Problem details
Would you please copy each line below that includes the string "format"?

---

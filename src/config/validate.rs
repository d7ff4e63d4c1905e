// src/config/validate.rs

use crate::config::model::{ConfigFile, DeploySettings, RawConfigFile};
use crate::errors::{BundleError, Result};
use crate::exec::GoalSequence;

impl TryFrom<RawConfigFile> for ConfigFile {
    type Error = BundleError;

    fn try_from(raw: RawConfigFile) -> std::result::Result<Self, Self::Error> {
        let tool = raw.build.tool.unwrap_or_default();

        let goals = goal_sequence("goals", raw.build.goals, tool.default_goals())?;
        let watch_goals =
            goal_sequence("watch_goals", raw.build.watch_goals, tool.default_watch_goals())?;

        let success_marker = match raw.build.success_marker {
            Some(m) if m.trim().is_empty() => {
                return Err(BundleError::ConfigError(
                    "[build].success_marker must not be empty".to_string(),
                ));
            }
            Some(m) => m,
            None => tool.success_marker().to_string(),
        };

        validate_artifacts(&raw.deploy.artifacts)?;

        let server = match raw.server {
            Some(server) => {
                if server.port == 0 {
                    return Err(BundleError::ConfigError(
                        "[server].port must be between 1 and 65535 (got 0)".to_string(),
                    ));
                }
                if server.host.trim().is_empty() {
                    return Err(BundleError::ConfigError(
                        "[server].host must not be empty".to_string(),
                    ));
                }
                Some(server.endpoint())
            }
            None => None,
        };

        Ok(ConfigFile {
            tool,
            goals,
            watch_goals,
            success_marker,
            tee: raw.build.tee,
            deploy: DeploySettings {
                deploy_dir: raw.deploy.deploy_dir,
                output_dir: raw.deploy.output_dir,
                artifacts: raw.deploy.artifacts,
                skip_unchanged: raw.deploy.skip_unchanged,
            },
            server,
        })
    }
}

fn goal_sequence(
    key: &str,
    configured: Option<Vec<String>>,
    default: &[&str],
) -> Result<GoalSequence> {
    match configured {
        Some(goals) => GoalSequence::new(goals)
            .map_err(|e| BundleError::ConfigError(format!("[build].{key}: {e}"))),
        None => GoalSequence::new(default.iter().copied()),
    }
}

fn validate_artifacts(patterns: &[String]) -> Result<()> {
    if patterns.is_empty() {
        return Err(BundleError::ConfigError(
            "[deploy].artifacts must list at least one pattern".to_string(),
        ));
    }
    if let Some(p) = patterns.iter().find(|p| p.trim().is_empty()) {
        return Err(BundleError::ConfigError(format!(
            "[deploy].artifacts contains a blank pattern: {p:?}"
        )));
    }
    Ok(())
}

---

Solution
            .map_err(|e| BundleError::ConfigError(format!("[build].{key}: {e}"))),
        return Err(BundleError::ConfigError(format!(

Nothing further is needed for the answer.